**What the task asks:** Report each line of the records where "wire" occurs.

[The data — start]

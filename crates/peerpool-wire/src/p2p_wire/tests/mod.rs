pub mod utils;

mod pool;
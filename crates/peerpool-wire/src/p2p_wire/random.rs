//! Randomness used by the pool: picking a peer, sampling peers for consensus and shuffling
//! discovered addresses.
//!
//! It sits behind a trait so tests can use a seeded generator and get the same choices every
//! run.

use std::sync::Mutex;
use std::sync::PoisonError;

use rand::rngs::StdRng;
use rand::seq::index;
use rand::Rng;
use rand::SeedableRng;

pub trait RandomSource: Send + Sync + 'static {
    /// A uniformly random index in `0..len`. `len` must not be zero.
    fn index(&self, len: usize) -> usize;

    /// `amount` distinct indexes in `0..len`, in random order. `amount` must not exceed `len`.
    fn sample(&self, len: usize, amount: usize) -> Vec<usize>;
}

/// Reorders `items` uniformly at random
pub fn shuffle<T>(random: &dyn RandomSource, items: Vec<T>) -> Vec<T> {
    let order = random.sample(items.len(), items.len());
    let mut slots: Vec<Option<T>> = items.into_iter().map(Some).collect();
    order
        .into_iter()
        .filter_map(|position| slots[position].take())
        .collect()
}

#[derive(Debug, Clone, Copy, Default)]
/// Production source, backed by the thread-local rng
pub struct ThreadRandom;

impl RandomSource for ThreadRandom {
    fn index(&self, len: usize) -> usize {
        rand::thread_rng().gen_range(0..len)
    }

    fn sample(&self, len: usize, amount: usize) -> Vec<usize> {
        index::sample(&mut rand::thread_rng(), len, amount).into_vec()
    }
}

#[derive(Debug)]
/// A deterministic source, for tests and reproducible runs
pub struct SeededRandom {
    rng: Mutex<StdRng>,
}

impl SeededRandom {
    pub fn new(seed: u64) -> Self {
        SeededRandom {
            rng: Mutex::new(StdRng::seed_from_u64(seed)),
        }
    }
}

impl RandomSource for SeededRandom {
    fn index(&self, len: usize) -> usize {
        let mut rng = self.rng.lock().unwrap_or_else(PoisonError::into_inner);
        rng.gen_range(0..len)
    }

    fn sample(&self, len: usize, amount: usize) -> Vec<usize> {
        let mut rng = self.rng.lock().unwrap_or_else(PoisonError::into_inner);
        index::sample(&mut *rng, len, amount).into_vec()
    }
}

[The data — finish]

**Written response:**
filename crates/peerpool-wire/src/p2p_wire/tests/mod.rs
filename crates/peerpool-wire/src/p2p_wire/random.rs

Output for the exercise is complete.